Proper data organization will enable you and others to find the correct version of the correct dataset quickly and easily. Consistent and clear file naming, a logically arranged set of folders for storing data files and consistent version management will all be helpful.
Systematic file names will help you identify the correct datasets without having to open them. Good file names are:
- Consistent (based on file naming conventions)
- Distinctive (distinguishing between various file versions and files with similar subjects)
- Indicative (meaningful)
The sequence of elements of which a file name is composed (e.g. subject/content description, date, version, file type, project number, research team) is relevant if you wish to sort your data files in any specific order. Compile a README file explaining the meaning of the file names, and keep it with your files and update it regularly.
Good practices for file naming
- Do not use special characters (e.g., ~!@#$%^&*:?). Most software does not accept these in filenames.
- Use filenames that are independent of folder names.
- Do not make your file names too long.
- Use leading zeros when using sequential numbering, e.g. 001, 002 , etc. This makes it easy to sort your files in alphabetical or numerical order.
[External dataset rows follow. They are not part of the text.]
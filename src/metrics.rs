use metrics::{counter, describe_counter, describe_histogram, histogram};
use metrics_exporter_prometheus::{PrometheusBuilder, PrometheusHandle};
use std::time::Instant;

/// Initialize the Prometheus metrics recorder and return the handle for scraping.
pub fn init_metrics() -> PrometheusHandle {
    let handle = PrometheusBuilder::new()
        .install_recorder()
        .expect("failed to install Prometheus recorder");

    describe_counter!(
        "mirror_http_requests_total",
        "Total number of upstream HTTP requests issued by the mirroring engine"
    );
    describe_histogram!(
        "mirror_http_request_duration_seconds",
        "Upstream HTTP request duration in seconds, including retries"
    );
    describe_counter!(
        "mirror_assets_total",
        "Total number of asset references encountered by the localiser"
    );
    describe_counter!(
        "mirror_projects_total",
        "Total number of projects processed by outcome"
    );
    describe_counter!(
        "mirror_screens_total",
        "Total number of screens processed by outcome"
    );
    describe_counter!(
        "serve_requests_total",
        "Total number of requests served by the read API"
    );
    describe_histogram!(
        "serve_request_duration_seconds",
        "Read API request duration in seconds"
    );

    counter!("mirror_projects_total", "outcome" => "successful").absolute(0);
    counter!("mirror_projects_total", "outcome" => "ignored").absolute(0);
    counter!("mirror_projects_total", "outcome" => "failed").absolute(0);
    counter!("mirror_assets_total", "outcome" => "downloaded").absolute(0);
    counter!("mirror_assets_total", "outcome" => "skipped").absolute(0);

    handle
}

/// Record an upstream HTTP call made by the mirroring engine.
pub fn record_upstream_request(method: &str, status: Option<u16>, duration: std::time::Duration) {
    let status_label = status.map(|s| s.to_string()).unwrap_or_else(|| "none".to_string());
    let labels = [("method", method.to_string()), ("status", status_label)];

    counter!("mirror_http_requests_total", &labels).increment(1);
    histogram!("mirror_http_request_duration_seconds", &labels).record(duration.as_secs_f64());
}

/// Record an asset localisation decision (downloaded vs. skipped because it already existed).
pub fn record_asset(downloaded: bool) {
    let labels = [("outcome", if downloaded { "downloaded" } else { "skipped" })];
    counter!("mirror_assets_total", &labels).increment(1);
}

/// Record a project-level run outcome: "successful", "ignored", or "failed".
pub fn record_project_outcome(outcome: &str) {
    let labels = [("outcome", outcome.to_string())];
    counter!("mirror_projects_total", &labels).increment(1);
}

/// Record a screen-level run outcome.
pub fn record_screen_outcome(outcome: &str) {
    let labels = [("outcome", outcome.to_string())];
    counter!("mirror_screens_total", &labels).increment(1);
}

/// Record a served read-API request with its method, path, status, and duration.
pub fn record_request(method: &str, path: &str, status: u16, duration: std::time::Duration) {
    let labels = [
        ("method", method.to_string()),
        ("path", path.to_string()),
        ("status", status.to_string()),
    ];

    counter!("serve_requests_total", &labels).increment(1);
    histogram!("serve_request_duration_seconds", &labels).record(duration.as_secs_f64());
}
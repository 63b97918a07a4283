use std::collections::HashMap;

use async_trait::async_trait;
use deadpool::managed::{Object, Pool, PoolError};
use tokio::sync::Mutex;
use tracing::debug;

use super::manager::MssqlManager;
use super::{ConnectionStrategy, SqlSession};
use crate::config::ConnectionSettings;
use crate::error::ConnectorError;
use crate::mssql::{build_result_set, run_simple_query};
use crate::results::ResultSet;
use crate::types::RowValues;

pub const DEFAULT_POOL_SIZE: usize = 20;

/// Reuses one deadpool pool per datasource; release hands the session back.
///
/// Pools are keyed by the complete settings, so a rotated password or a new
/// timeout gets its own pool. Pools are never closed while the strategy is
/// alive; a pool nobody holds anymore drops its idle sessions.
pub struct PooledStrategy {
    max_size: usize,
    pools: Mutex<HashMap<ConnectionSettings, Pool<MssqlManager>>>,
}

impl std::fmt::Debug for PooledStrategy {
    fn fmt(&self, f: &mut std::fmt::Formatter<'_>) -> std::fmt::Result {
        f.debug_struct("PooledStrategy")
            .field("max_size", &self.max_size)
            .finish_non_exhaustive()
    }
}

impl Default for PooledStrategy {
    fn default() -> Self {
        Self::new(DEFAULT_POOL_SIZE)
    }
}

impl PooledStrategy {
    #[must_use]
    pub fn new(max_size: usize) -> Self {
        Self {
            max_size: max_size.max(1),
            pools: Mutex::new(HashMap::new()),
        }
    }

    async fn pool_for(
        &self,
        settings: &ConnectionSettings,
    ) -> Result<Pool<MssqlManager>, ConnectorError> {
        let mut pools = self.pools.lock().await;
        if let Some(pool) = pools.get(settings) {
            return Ok(pool.clone());
        }

        let key = settings.pool_key();
        debug!(%key, max_size = self.max_size, "building SQL Server pool");
        let pool = Pool::builder(MssqlManager::new(settings.clone()))
            .max_size(self.max_size)
            .build()
            .map_err(|e| {
                ConnectorError::connection(format!("could not build pool for {key}"), e)
            })?;
        pools.insert(settings.clone(), pool.clone());
        Ok(pool)
    }
}

/// A session checked out of a pool.
pub struct PooledSession {
    conn: Object<MssqlManager>,
}

impl std::fmt::Debug for PooledSession {
    fn fmt(&self, f: &mut std::fmt::Formatter<'_>) -> std::fmt::Result {
        f.debug_struct("PooledSession")
            .field("conn", &"<MssqlClient>")
            .finish()
    }
}

#[async_trait]
impl ConnectionStrategy for PooledStrategy {
    type Session = PooledSession;

    async fn connect(&self, settings: &ConnectionSettings) -> Result<PooledSession, ConnectorError> {
        let pool = self.pool_for(settings).await?;
        let address = settings.address();
        let conn = match tokio::time::timeout(settings.request_timeout, pool.get()).await {
            Ok(Ok(conn)) => conn,
            Ok(Err(PoolError::Backend(e))) => return Err(e),
            Ok(Err(e)) => {
                return Err(ConnectorError::connection(
                    format!("could not check out a session for {address}"),
                    e,
                ));
            }
            Err(elapsed) => {
                return Err(ConnectorError::connection(
                    format!(
                        "timed out after {}ms waiting for a session to {address}",
                        settings.request_timeout.as_millis()
                    ),
                    elapsed,
                ));
            }
        };
        Ok(PooledSession { conn })
    }
}

#[async_trait]
impl SqlSession for PooledSession {
    async fn query(
        &mut self,
        sql: &str,
        params: &[RowValues],
    ) -> Result<ResultSet, ConnectorError> {
        build_result_set(&mut self.conn, sql, params).await
    }

    async fn simple_query(&mut self, sql: &str) -> Result<ResultSet, ConnectorError> {
        run_simple_query(&mut self.conn, sql).await
    }

    async fn close(self) -> Result<(), ConnectorError> {
        // Dropping the object returns it to the pool; recycle() vets it on next checkout.
        drop(self.conn);
        Ok(())
    }
}

#[cfg(test)]
mod tests {
    use super::*;
    use std::time::Duration;

    fn settings() -> ConnectionSettings {
        ConnectionSettings::builder("db.test".into(), "app".into(), "sa".into(), "secret".into())
            .finish()
    }

    #[test]
    fn equal_settings_share_one_pool() -> Result<(), Box<dyn std::error::Error>> {
        let rt = tokio::runtime::Runtime::new()?;
        rt.block_on(async move {
            let strategy = PooledStrategy::new(4);
            let first = strategy.pool_for(&settings()).await?;
            let second = strategy.pool_for(&settings()).await?;
            assert!(std::ptr::eq(first.manager(), second.manager()));
            assert_eq!(first.status().max_size, 4);
            assert_eq!(strategy.pools.lock().await.len(), 1);
            Ok::<(), ConnectorError>(())
        })?;
        Ok(())
    }

    #[test]
    fn changed_settings_get_their_own_pool() -> Result<(), Box<dyn std::error::Error>> {
        let rt = tokio::runtime::Runtime::new()?;
        rt.block_on(async move {
            let strategy = PooledStrategy::default();
            let original = strategy.pool_for(&settings()).await?;

            let rotated = ConnectionSettings::builder(
                "db.test".into(),
                "app".into(),
                "sa".into(),
                "rotated".into(),
            )
            .finish();
            let slower = ConnectionSettings::builder(
                "db.test".into(),
                "app".into(),
                "sa".into(),
                "secret".into(),
            )
            .request_timeout(Duration::from_millis(90_000))
            .finish();

            let by_password = strategy.pool_for(&rotated).await?;
            let by_timeout = strategy.pool_for(&slower).await?;
            assert!(!std::ptr::eq(original.manager(), by_password.manager()));
            assert!(!std::ptr::eq(original.manager(), by_timeout.manager()));
            assert_eq!(by_password.manager().settings(), &rotated);
            assert_eq!(original.status().max_size, DEFAULT_POOL_SIZE);

            // A caller still holding the first pool keeps a usable pool.
            assert!(!original.is_closed());
            let again = strategy.pool_for(&settings()).await?;
            assert!(std::ptr::eq(original.manager(), again.manager()));
            assert_eq!(strategy.pools.lock().await.len(), 3);
            Ok::<(), ConnectorError>(())
        })?;
        Ok(())
    }
}
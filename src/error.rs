use thiserror::Error;

/// Name the connector reports itself under in every surfaced error.
pub const DISPLAY_NAME: &str = "SQL Server";

/// Boxed driver or pool error kept as the cause of a connectivity failure.
pub type BoxError = Box<dyn std::error::Error + Send + Sync + 'static>;

/// An embedded expression could not be evaluated against the runtime context.
#[derive(Debug, Clone, PartialEq, Eq, Error)]
#[error("could not resolve `{expression}`: {reason}")]
pub struct BindingError {
    /// The expression text as it appeared between the delimiters.
    pub expression: String,
    pub reason: String,
}

impl BindingError {
    pub fn new(expression: impl Into<String>, reason: impl Into<String>) -> Self {
        Self {
            expression: expression.into(),
            reason: reason.into(),
        }
    }
}

/// Integration failure surfaced to the host.
///
/// Every variant renders with the connector's display name as a prefix so the
/// host can show it as-is. Nothing here is retried by the connector.
#[derive(Debug, Error)]
pub enum ConnectorError {
    #[error("{name}: missing required datasource field `{field}`", name = DISPLAY_NAME)]
    MissingConfig { field: &'static str },

    #[error("{name}: invalid datasource configuration: {0}", name = DISPLAY_NAME)]
    InvalidConfig(String),

    #[error("{name}: connection failed: {message}: {source}", name = DISPLAY_NAME)]
    Connection {
        message: String,
        #[source]
        source: BoxError,
    },

    #[error("{name}: query failed: {0}", name = DISPLAY_NAME)]
    Execution(String),

    #[error(transparent)]
    Binding(#[from] BindingError),
}

/// Coarse classification of a [`ConnectorError`].
#[derive(Debug, Clone, Copy, PartialEq, Eq)]
pub enum ErrorKind {
    Configuration,
    Connectivity,
    Execution,
    Binding,
}

impl ConnectorError {
    /// Wrap an establishment failure, keeping the driver error as the source.
    pub fn connection<E>(message: impl Into<String>, source: E) -> Self
    where
        E: Into<BoxError>,
    {
        ConnectorError::Connection {
            message: message.into(),
            source: source.into(),
        }
    }

    /// Wrap a driver failure that happened while running a statement.
    pub fn execution(err: impl std::fmt::Display) -> Self {
        ConnectorError::Execution(err.to_string())
    }

    #[must_use]
    pub fn kind(&self) -> ErrorKind {
        match self {
            ConnectorError::MissingConfig { .. } | ConnectorError::InvalidConfig(_) => {
                ErrorKind::Configuration
            }
            ConnectorError::Connection { .. } => ErrorKind::Connectivity,
            ConnectorError::Execution(_) => ErrorKind::Execution,
            ConnectorError::Binding(_) => ErrorKind::Binding,
        }
    }
}
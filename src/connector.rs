//! The operations a host calls: resolve, execute, test, describe.

use async_trait::async_trait;
use serde::Deserialize;
use tracing::debug;

use crate::binding::{
    BindingEvaluator, ContextEvaluator, RuntimeContext, render_interpolated, resolve_prepared,
};
use crate::config::DatasourceConfig;
use crate::error::ConnectorError;
use crate::executor;
use crate::pool::{self, ConnectionStrategy, DirectStrategy, PooledStrategy};
use crate::results::QueryOutput;
use crate::schema::{self, ConnectionStatus, SchemaMetadata};

/// A query action as configured by the host.
#[derive(Debug, Clone, Default, PartialEq, Eq, Deserialize)]
#[serde(rename_all = "camelCase")]
pub struct QueryAction {
    /// Query template, possibly containing `{{ ... }}` expressions.
    #[serde(default)]
    pub body: String,
    /// Bind expressions as parameters instead of splicing them into the SQL.
    #[serde(default)]
    pub use_prepared_sql: bool,
}

impl QueryAction {
    #[must_use]
    pub fn prepared(body: impl Into<String>) -> Self {
        Self {
            body: body.into(),
            use_prepared_sql: true,
        }
    }

    #[must_use]
    pub fn interpolated(body: impl Into<String>) -> Self {
        Self {
            body: body.into(),
            use_prepared_sql: false,
        }
    }
}

/// Everything a host can ask of a datasource connector.
#[async_trait]
pub trait DataSourceService: Send + Sync {
    /// Turn the action's template into SQL, leaving bound values in the
    /// context's prepared-statement slot.
    ///
    /// # Errors
    /// Returns `ConnectorError::Binding` when an expression cannot be evaluated.
    fn resolve_template(
        &self,
        action: &QueryAction,
        context: &mut RuntimeContext,
    ) -> Result<String, ConnectorError>;

    /// Resolve and run the action, returning normalized records.
    ///
    /// # Errors
    /// Any `ConnectorError` kind.
    async fn execute(
        &self,
        datasource: &DatasourceConfig,
        action: &QueryAction,
        context: &mut RuntimeContext,
    ) -> Result<QueryOutput, ConnectorError>;

    /// # Errors
    /// Configuration, connectivity, or execution failures.
    async fn test_connection(
        &self,
        datasource: &DatasourceConfig,
    ) -> Result<ConnectionStatus, ConnectorError>;

    /// # Errors
    /// Configuration, connectivity, or execution failures.
    async fn describe_schema(
        &self,
        datasource: &DatasourceConfig,
    ) -> Result<SchemaMetadata, ConnectorError>;
}

/// SQL Server connector over an injected connection strategy and evaluator.
#[derive(Debug, Default)]
pub struct MssqlConnector<S, E = ContextEvaluator> {
    strategy: S,
    evaluator: E,
}

impl<S, E> MssqlConnector<S, E> {
    pub fn new(strategy: S, evaluator: E) -> Self {
        Self {
            strategy,
            evaluator,
        }
    }

    pub fn strategy(&self) -> &S {
        &self.strategy
    }
}

impl MssqlConnector<DirectStrategy> {
    /// One fresh session per operation.
    #[must_use]
    pub fn direct() -> Self {
        Self::new(DirectStrategy, ContextEvaluator)
    }
}

impl MssqlConnector<PooledStrategy> {
    /// Sessions drawn from a per-datasource pool of at most `max_size`.
    #[must_use]
    pub fn pooled(max_size: usize) -> Self {
        Self::new(PooledStrategy::new(max_size), ContextEvaluator)
    }
}

#[async_trait]
impl<S, E> DataSourceService for MssqlConnector<S, E>
where
    S: ConnectionStrategy,
    E: BindingEvaluator,
{
    fn resolve_template(
        &self,
        action: &QueryAction,
        context: &mut RuntimeContext,
    ) -> Result<String, ConnectorError> {
        if action.use_prepared_sql {
            resolve_prepared(&action.body, context, &self.evaluator, false)
        } else {
            let sql = render_interpolated(&action.body, context, &self.evaluator, true)?;
            context.prepared_mut().reset();
            Ok(sql)
        }
    }

    async fn execute(
        &self,
        datasource: &DatasourceConfig,
        action: &QueryAction,
        context: &mut RuntimeContext,
    ) -> Result<QueryOutput, ConnectorError> {
        debug!(
            template = %action.body,
            prepared = action.use_prepared_sql,
            "resolving query action"
        );
        let sql = self.resolve_template(action, context)?;
        if sql.trim().is_empty() {
            debug!("blank statement, nothing to execute");
            return Ok(QueryOutput::empty());
        }

        let mut session = pool::acquire(&self.strategy, datasource).await?;
        let outcome = executor::run(&mut session, &sql, context.prepared().as_slice()).await;
        pool::release(session).await;

        outcome.map(|result_set| QueryOutput::from_result_set(&result_set))
    }

    async fn test_connection(
        &self,
        datasource: &DatasourceConfig,
    ) -> Result<ConnectionStatus, ConnectorError> {
        schema::test_connection(&self.strategy, datasource).await
    }

    async fn describe_schema(
        &self,
        datasource: &DatasourceConfig,
    ) -> Result<SchemaMetadata, ConnectorError> {
        schema::describe_schema(&self.strategy, datasource).await
    }
}
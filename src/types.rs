use chrono::NaiveDateTime;
use serde_json::Value as JsonValue;

/// Values that can be bound as statement parameters or read back as row cells.
///
/// The same enum is used on both sides of a query so evaluated context values,
/// bound parameters and returned cells need no per-direction conversion:
/// ```rust
/// use mssql_connector::prelude::*;
///
/// let params = vec![
///     RowValues::Int(5),
///     RowValues::Text("ann".into()),
///     RowValues::Bool(true),
/// ];
/// # let _ = params;
/// ```
#[derive(Debug, Clone, PartialEq)]
pub enum RowValues {
    /// Integer value (64-bit)
    Int(i64),
    /// Floating point value (64-bit)
    Float(f64),
    /// Text/string value
    Text(String),
    /// Boolean value
    Bool(bool),
    /// Timestamp value
    Timestamp(NaiveDateTime),
    /// NULL value
    Null,
    /// JSON value (arrays and objects from the runtime context)
    JSON(JsonValue),
    /// Binary data
    Blob(Vec<u8>),
}

pub(crate) const TIMESTAMP_FORMAT: &str = "%Y-%m-%dT%H:%M:%S%.f";

impl RowValues {
    /// Check if this value is NULL
    #[must_use]
    pub fn is_null(&self) -> bool {
        matches!(self, Self::Null)
    }

    #[must_use]
    pub fn as_int(&self) -> Option<&i64> {
        if let RowValues::Int(value) = self {
            Some(value)
        } else {
            None
        }
    }

    #[must_use]
    pub fn as_text(&self) -> Option<&str> {
        if let RowValues::Text(value) = self {
            Some(value)
        } else {
            None
        }
    }

    #[must_use]
    pub fn as_bool(&self) -> Option<&bool> {
        if let RowValues::Bool(value) = self {
            return Some(value);
        } else if let Some(i) = self.as_int() {
            if *i == 1 {
                return Some(&true);
            } else if *i == 0 {
                return Some(&false);
            }
        }
        None
    }

    #[must_use]
    pub fn as_float(&self) -> Option<f64> {
        if let RowValues::Float(value) = self {
            Some(*value)
        } else {
            None
        }
    }

    #[must_use]
    pub fn as_timestamp(&self) -> Option<NaiveDateTime> {
        if let RowValues::Timestamp(value) = self {
            Some(*value)
        } else {
            None
        }
    }

    #[must_use]
    pub fn as_blob(&self) -> Option<&[u8]> {
        if let RowValues::Blob(bytes) = self {
            Some(bytes)
        } else {
            None
        }
    }

    /// Convert a runtime-context value into a bindable value.
    #[must_use]
    pub fn from_json(value: &JsonValue) -> Self {
        match value {
            JsonValue::Null => RowValues::Null,
            JsonValue::Bool(b) => RowValues::Bool(*b),
            JsonValue::Number(n) => match n.as_i64() {
                Some(i) => RowValues::Int(i),
                None => n.as_f64().map_or(RowValues::Null, RowValues::Float),
            },
            JsonValue::String(s) => RowValues::Text(s.clone()),
            JsonValue::Array(_) | JsonValue::Object(_) => RowValues::JSON(value.clone()),
        }
    }

    /// Convert a result cell into the JSON shape handed back to the host.
    #[must_use]
    pub fn to_json(&self) -> JsonValue {
        match self {
            RowValues::Int(i) => JsonValue::from(*i),
            RowValues::Float(f) => JsonValue::from(*f),
            RowValues::Text(s) => JsonValue::String(s.clone()),
            RowValues::Bool(b) => JsonValue::Bool(*b),
            RowValues::Timestamp(dt) => JsonValue::String(dt.format(TIMESTAMP_FORMAT).to_string()),
            RowValues::Null => JsonValue::Null,
            RowValues::JSON(v) => v.clone(),
            RowValues::Blob(bytes) => JsonValue::from(bytes.clone()),
        }
    }

    /// Text spliced into SQL by the legacy interpolation path.
    ///
    /// No quoting is added; template authors write their own quotes around
    /// string expressions.
    #[must_use]
    pub fn to_literal_text(&self) -> String {
        match self {
            RowValues::Int(i) => i.to_string(),
            RowValues::Float(f) => f.to_string(),
            RowValues::Text(s) => s.clone(),
            RowValues::Bool(b) => String::from(if *b { "1" } else { "0" }),
            RowValues::Timestamp(dt) => dt.format(TIMESTAMP_FORMAT).to_string(),
            RowValues::Null => "NULL".to_string(),
            RowValues::JSON(v) => v.to_string(),
            RowValues::Blob(bytes) => {
                let mut hex = String::with_capacity(2 + bytes.len() * 2);
                hex.push_str("0x");
                for b in bytes {
                    hex.push_str(&format!("{b:02X}"));
                }
                hex
            }
        }
    }
}

impl From<&JsonValue> for RowValues {
    fn from(value: &JsonValue) -> Self {
        RowValues::from_json(value)
    }
}

#[cfg(test)]
mod tests {
    use super::*;
    use serde_json::json;

    #[test]
    fn context_numbers_keep_integer_precision() {
        assert_eq!(RowValues::from_json(&json!(5)), RowValues::Int(5));
        assert_eq!(RowValues::from_json(&json!(2.5)), RowValues::Float(2.5));
        assert_eq!(
            RowValues::from_json(&json!({"a": 1})),
            RowValues::JSON(json!({"a": 1}))
        );
    }

    #[test]
    fn literal_text_for_legacy_interpolation() {
        assert_eq!(RowValues::Bool(true).to_literal_text(), "1");
        assert_eq!(RowValues::Null.to_literal_text(), "NULL");
        assert_eq!(RowValues::Blob(vec![0xde, 0x01]).to_literal_text(), "0xDE01");
    }
}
- For date designations, use YYYYMMDD.
- Do not use spaces. Some software will not accept spaces in file names or require you to enclose the file name in quotes when you want to process it. Instead use:
- Underscores, e.g. name_of_file
- Camel case, e.g. NameOfFile
- Dashes, e.g. name-of-file
Not only are good file names important for quick and easy data file identification, so is a clear folder structure. Think of how you are going to arrange your research data (and other research-related documents) in folders and subfolders right from the start of your project. An arrangement in 3-4 layers will usually do. Try to avoid more layers. Ways to arrange your data files into folders may be by file type, method (e.g. interview, survey, experiment, observation) or type of material (e.g. data, documentation, publications). It is beneficial to capture your chosen folder structure in a README file or in a diagram for a visual representation.
Good practices for folder structure
- Your folder structure must still make sense to you when you return from holiday. It should also make sense to your colleagues and should be machine-operable.
- A simple folder structure on a Windows machine could look like something like this:
- /data contains the input data. The content of this folder should remain untouched.
- /importableDatafiles contains a working copy of the original data.
- /code contains the code files.
- /output contains the final output files that provide content for your paper. Consider creating a new subfolder for your figures.
- /documents may contain codebooks, metadata files, the manuscript, etc.
- /temp is where you can save temporary or intermediate files.
- Use relative path names in your code or define your paths at the top of the script. This will make it easier for someone else to use your code.
While clear file naming and folder structure can be sufficient in version management, more complex studies (e.g. many documents, data and code) can require more sophisticated version management. For example, when you are working with many collaborators on a project, it can be difficult to keep track of the latest version, or to work on a document simultaneously. Solutions, such as using Git for version management, can be useful for these projects. Moreover, separate ongoing and complete work: identify milestone or master versions which cannot be altered or deleted and thus decide which versions to keep, for how long and how to organize them.
Good practices for version management
- Remove non-relevant versions.
- Work with easy to manage number versions.
- Keep working versions separately from master versions.
- Make a table with all changes per version described.
- Use Git.
Apart from keeping your file naming, folder structure and version management up-to-date, it is important to implement measures to prevent loss of your work. To that end, make sure to make regular backups, especially if you are dealing with dynamic or important data. Depending on the storage solution, an automatic back-up may be available.
Research data comes in many formats. Whether data can be reused – now and in the future – also depends on the format of the data and the software required to read it. Here are some recommendations that help to make your data sustainable, usable and accessible by others for the long term:
- Use a standardized file format that can be opened with open source software. The file format should be well documented and the documentation should be openly available. Examples are: .txt (unicode), .csv, .xml, .json, .zip. Here you can find a list of preferred formats that the Data Archiving and Networked Services (DANS) recommends.
- Use a format that is future-proof. Give preference to simple over complex formats. For example, the (unicode) .txt format has a simple format for storing text, while a .docx file has more complex properties.
- If no open data format is available for your data type, use the closed data format that is most commonly used.
- If an open file format lacks functions that are specific to their closed variant, it may be useful to store the data in both data formats: the open data format and the closed commercial file format.
- Use unencrypted and uncompressed (or lossless compressed) formats.
- Check the preferred data formats of the repository of your choice. Here you can find the file formats recommended by 4TU.ResearchData.